Every line of the material below needs to be written out exactly, please.

- Recorded data:
-- Opening Marker --
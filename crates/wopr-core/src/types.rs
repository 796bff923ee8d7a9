//! Fundamental geometric and tally types.

use std::ops::{Index, IndexMut};

use serde::{Deserialize, Serialize};

use crate::constants::{PIXELS_PER_COL, PIXELS_PER_ROW};
use crate::enums::Side;

/// A coordinate in fine pixel space.
///
/// x grows east (right), y grows south (down). Each character cell of the
/// base map covers `PIXELS_PER_COL` × `PIXELS_PER_ROW` pixels.
pub type Point = glam::DVec2;

/// A character cell on the coarse map grid.
#[derive(Debug, Clone, Copy, PartialEq, Eq, Hash, Serialize, Deserialize)]
pub struct Cell {
    pub col: usize,
    pub row: usize,
}

impl Cell {
    /// Convert a fine pixel coordinate to the character cell containing it.
    ///
    /// Returns None for coordinates left of / above the grid or non-finite
    /// values. The caller bounds-checks against its grid size.
    pub fn from_point(point: Point) -> Option<Self> {
        if !point.x.is_finite() || !point.y.is_finite() || point.x < 0.0 || point.y < 0.0 {
            return None;
        }
        Some(Self {
            col: (point.x / PIXELS_PER_COL as f64) as usize,
            row: (point.y / PIXELS_PER_ROW as f64) as usize,
        })
    }

    /// Pixel coordinate of this cell's center.
    pub fn center(&self) -> Point {
        Point::new(
            (self.col * PIXELS_PER_COL) as f64 + PIXELS_PER_COL as f64 / 2.0,
            (self.row * PIXELS_PER_ROW) as f64 + PIXELS_PER_ROW as f64 / 2.0,
        )
    }
}

/// Running casualty count per side.
#[derive(Debug, Clone, Copy, Default, PartialEq, Eq, Serialize, Deserialize)]
pub struct CasualtyTally {
    pub us: u64,
    pub ussr: u64,
}

impl CasualtyTally {
    /// Add casualties suffered by `side`.
    pub fn add(&mut self, side: Side, casualties: u64) {
        self[side] = self[side].saturating_add(casualties);
    }

    /// Combined casualties of both sides.
    pub fn total(&self) -> u64 {
        self.us.saturating_add(self.ussr)
    }
}

impl Index<Side> for CasualtyTally {
    type Output = u64;

    fn index(&self, side: Side) -> &u64 {
        match side {
            Side::Us => &self.us,
            Side::Ussr => &self.ussr,
        }
    }
}

impl IndexMut<Side> for CasualtyTally {
    fn index_mut(&mut self, side: Side) -> &mut u64 {
        match side {
            Side::Us => &mut self.us,
            Side::Ussr => &mut self.ussr,
        }
    }
}
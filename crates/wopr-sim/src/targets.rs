//! Target database: the immutable catalog of strikeable locations.

use serde::{Deserialize, Serialize};

use wopr_core::enums::{Side, TargetKind};
use wopr_core::error::{Result, WoprError};

use crate::catalog::CATALOG;

/// A named strikeable location. Identity is `(name, side)`.
#[derive(Debug, Clone, PartialEq, Serialize, Deserialize)]
pub struct Target {
    pub name: String,
    pub side: Side,
    pub kind: TargetKind,
    pub latitude: f64,
    pub longitude: f64,
    pub population: u64,
    /// 1 (marginal) to 10 (decisive).
    pub strategic_value: u32,
}

impl Target {
    pub fn new(
        name: &str,
        side: Side,
        kind: TargetKind,
        latitude: f64,
        longitude: f64,
        population: u64,
        strategic_value: u32,
    ) -> Self {
        Self {
            name: name.to_ascii_uppercase(),
            side,
            kind,
            latitude,
            longitude,
            population,
            strategic_value,
        }
    }

    /// Case-insensitive lookup rule: the query is a substring of the name,
    /// or the name starts with it.
    pub fn matches(&self, query: &str) -> bool {
        let query = query.trim().to_ascii_uppercase();
        if query.is_empty() {
            return false;
        }
        self.name.contains(&query) || self.name.starts_with(&query)
    }
}

/// Insertion-ordered, validated collection of targets.
#[derive(Debug, Clone)]
pub struct TargetDatabase {
    targets: Vec<Target>,
}

impl Default for TargetDatabase {
    fn default() -> Self {
        Self::builtin()
    }
}

impl TargetDatabase {
    /// The built-in catalog.
    pub fn builtin() -> Self {
        let targets: Vec<Target> = CATALOG
            .iter()
            .map(|&(side, name, kind, lat, lon, population, value)| {
                Target::new(name, side, kind, lat, lon, population, value)
            })
            .collect();
        debug_assert!(Self::validate(&targets).is_ok());
        Self { targets }
    }

    /// Build from a caller-supplied list, enforcing catalog invariants.
    pub fn from_targets(targets: Vec<Target>) -> Result<Self> {
        Self::validate(&targets)?;
        Ok(Self { targets })
    }

    /// Every side needs a city; cities need people; values start at 1.
    pub fn validate(targets: &[Target]) -> Result<()> {
        if targets.is_empty() {
            return Err(WoprError::EmptyCatalog);
        }
        for target in targets {
            if target.name.trim().is_empty() {
                return Err(WoprError::InvalidTarget("empty name".into()));
            }
            if target.strategic_value == 0 {
                return Err(WoprError::InvalidTarget(format!(
                    "{} has strategic value 0",
                    target.name
                )));
            }
            if target.kind == TargetKind::City && target.population == 0 {
                return Err(WoprError::InvalidPopulation(target.name.clone()));
            }
        }
        for side in Side::ALL {
            let has_city = targets
                .iter()
                .any(|t| t.side == side && t.kind == TargetKind::City);
            if !has_city {
                return Err(WoprError::MissingCity(side));
            }
        }
        Ok(())
    }

    pub fn len(&self) -> usize {
        self.targets.len()
    }

    pub fn is_empty(&self) -> bool {
        self.targets.is_empty()
    }

    /// All targets in insertion order.
    pub fn all(&self) -> &[Target] {
        &self.targets
    }

    pub fn for_side(&self, side: Side) -> Vec<&Target> {
        self.targets.iter().filter(|t| t.side == side).collect()
    }

    /// Filter by a side token ("us", "USSR", "2", ...). Unknown tokens match nothing.
    pub fn for_side_named(&self, token: &str) -> Vec<&Target> {
        match Side::parse_token(token) {
            Some(side) => self.for_side(side),
            None => Vec::new(),
        }
    }

    pub fn by_kind(&self, kind: TargetKind, side: Option<Side>) -> Vec<&Target> {
        self.targets
            .iter()
            .filter(|t| t.kind == kind && side.map_or(true, |s| t.side == s))
            .collect()
    }

    /// First target in insertion order matching `name` (see `Target::matches`).
    ///
    /// Short queries can match several targets; the earliest one wins.
    pub fn find(&self, name: &str, side: Option<Side>) -> Option<&Target> {
        self.targets
            .iter()
            .filter(|t| side.map_or(true, |s| t.side == s))
            .find(|t| t.matches(name))
    }
}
-- Closing Marker --
- Response for this exercise:
filename crates/wopr-core/src/types.rs
repository 796bff923ee8d7a9
//! Fundamental geometric and tally types.

use std::ops::{Index, IndexMut};

use serde::{Deserialize, Serialize};

use crate::constants::{PIXELS_PER_COL, PIXELS_PER_ROW};
use crate::enums::Side;

/// A coordinate in fine pixel space.
///
/// x grows east (right), y grows south (down). Each character cell of the
/// base map covers `PIXELS_PER_COL` × `PIXELS_PER_ROW` pixels.
pub type Point = glam::DVec2;

/// A character cell on the coarse map grid.
#[derive(Debug, Clone, Copy, PartialEq, Eq, Hash, Serialize, Deserialize)]
pub struct Cell {
    pub col: usize,
    pub row: usize,
}

impl Cell {
    /// Convert a fine pixel coordinate to the character cell containing it.
    ///
    /// Returns None for coordinates left of / above the grid or non-finite
    /// values. The caller bounds-checks against its grid size.
    pub fn from_point(point: Point) -> Option<Self> {
        if !point.x.is_finite() || !point.y.is_finite() || point.x < 0.0 || point.y < 0.0 {
            return None;
        }
        Some(Self {
            col: (point.x / PIXELS_PER_COL as f64) as usize,
            row: (point.y / PIXELS_PER_ROW as f64) as usize,
        })
    }

    /// Pixel coordinate of this cell's center.
    pub fn center(&self) -> Point {
        Point::new(
            (self.col * PIXELS_PER_COL) as f64 + PIXELS_PER_COL as f64 / 2.0,
            (self.row * PIXELS_PER_ROW) as f64 + PIXELS_PER_ROW as f64 / 2.0,
        )
    }
}

/// Running casualty count per side.
#[derive(Debug, Clone, Copy, Default, PartialEq, Eq, Serialize, Deserialize)]
pub struct CasualtyTally {
    pub us: u64,
    pub ussr: u64,
}

impl CasualtyTally {
    /// Add casualties suffered by `side`.
    pub fn add(&mut self, side: Side, casualties: u64) {
        self[side] = self[side].saturating_add(casualties);
    }

    /// Combined casualties of both sides.
    pub fn total(&self) -> u64 {
        self.us.saturating_add(self.ussr)
    }
}

impl Index<Side> for CasualtyTally {
    type Output = u64;

    fn index(&self, side: Side) -> &u64 {
        match side {
            Side::Us => &self.us,
            Side::Ussr => &self.ussr,
        }
    }
}

impl IndexMut<Side> for CasualtyTally {
    fn index_mut(&mut self, side: Side) -> &mut u64 {
        match side {
            Side::Us => &mut self.us,
            Side::Ussr => &mut self.ussr,
        }
    }
}
filename crates/wopr-sim/src/targets.rs
//! Target database: the immutable catalog of strikeable locations.

use serde::{Deserialize, Serialize};

use wopr_core::enums::{Side, TargetKind};
use wopr_core::error::{Result, WoprError};

use crate::catalog::CATALOG;

/// A named strikeable location. Identity is `(name, side)`.
#[derive(Debug, Clone, PartialEq, Serialize, Deserialize)]
pub struct Target {
    pub name: String,
    pub side: Side,
    pub kind: TargetKind,
    pub latitude: f64,
    pub longitude: f64,
    pub population: u64,
    /// 1 (marginal) to 10 (decisive).
    pub strategic_value: u32,
}

impl Target {
    pub fn new(
        name: &str,
        side: Side,
        kind: TargetKind,
        latitude: f64,
        longitude: f64,
        population: u64,
        strategic_value: u32,
    ) -> Self {
        Self {
            name: name.to_ascii_uppercase(),
            side,
            kind,
            latitude,
            longitude,
            population,
            strategic_value,
        }
    }

    /// Case-insensitive lookup rule: the query is a substring of the name,
    /// or the name starts with it.
    pub fn matches(&self, query: &str) -> bool {
        let query = query.trim().to_ascii_uppercase();
        if query.is_empty() {
            return false;
        }
        self.name.contains(&query) || self.name.starts_with(&query)
    }
}

/// Insertion-ordered, validated collection of targets.
#[derive(Debug, Clone)]
pub struct TargetDatabase {
    targets: Vec<Target>,
}

impl Default for TargetDatabase {
    fn default() -> Self {
        Self::builtin()
    }
}

impl TargetDatabase {
    /// The built-in catalog.
    pub fn builtin() -> Self {
        let targets: Vec<Target> = CATALOG
            .iter()
            .map(|&(side, name, kind, lat, lon, population, value)| {
                Target::new(name, side, kind, lat, lon, population, value)
            })
            .collect();
        debug_assert!(Self::validate(&targets).is_ok());
        Self { targets }
    }

    /// Build from a caller-supplied list, enforcing catalog invariants.
    pub fn from_targets(targets: Vec<Target>) -> Result<Self> {
        Self::validate(&targets)?;
        Ok(Self { targets })
    }

    /// Every side needs a city; cities need people; values start at 1.
    pub fn validate(targets: &[Target]) -> Result<()> {
        if targets.is_empty() {
            return Err(WoprError::EmptyCatalog);
        }
        for target in targets {
            if target.name.trim().is_empty() {
                return Err(WoprError::InvalidTarget("empty name".into()));
            }
            if target.strategic_value == 0 {
                return Err(WoprError::InvalidTarget(format!(
                    "{} has strategic value 0",
                    target.name
                )));
            }
            if target.kind == TargetKind::City && target.population == 0 {
                return Err(WoprError::InvalidPopulation(target.name.clone()));
            }
        }
        for side in Side::ALL {
            let has_city = targets
                .iter()
                .any(|t| t.side == side && t.kind == TargetKind::City);
            if !has_city {
                return Err(WoprError::MissingCity(side));
            }
        }
        Ok(())
    }

    pub fn len(&self) -> usize {
        self.targets.len()
    }

    pub fn is_empty(&self) -> bool {
        self.targets.is_empty()
    }

    /// All targets in insertion order.
    pub fn all(&self) -> &[Target] {
        &self.targets
    }

    pub fn for_side(&self, side: Side) -> Vec<&Target> {
        self.targets.iter().filter(|t| t.side == side).collect()
    }

    /// Filter by a side token ("us", "USSR", "2", ...). Unknown tokens match nothing.
    pub fn for_side_named(&self, token: &str) -> Vec<&Target> {
        match Side::parse_token(token) {
            Some(side) => self.for_side(side),
            None => Vec::new(),
        }
    }

    pub fn by_kind(&self, kind: TargetKind, side: Option<Side>) -> Vec<&Target> {
        self.targets
            .iter()
            .filter(|t| t.kind == kind && side.map_or(true, |s| t.side == s))
            .collect()
    }

    /// First target in insertion order matching `name` (see `Target::matches`).
    ///
    /// Short queries can match several targets; the earliest one wins.
    pub fn find(&self, name: &str, side: Option<Side>) -> Option<&Target> {
        self.targets
            .iter()
            .filter(|t| side.map_or(true, |s| t.side == s))
            .find(|t| t.matches(name))
    }
}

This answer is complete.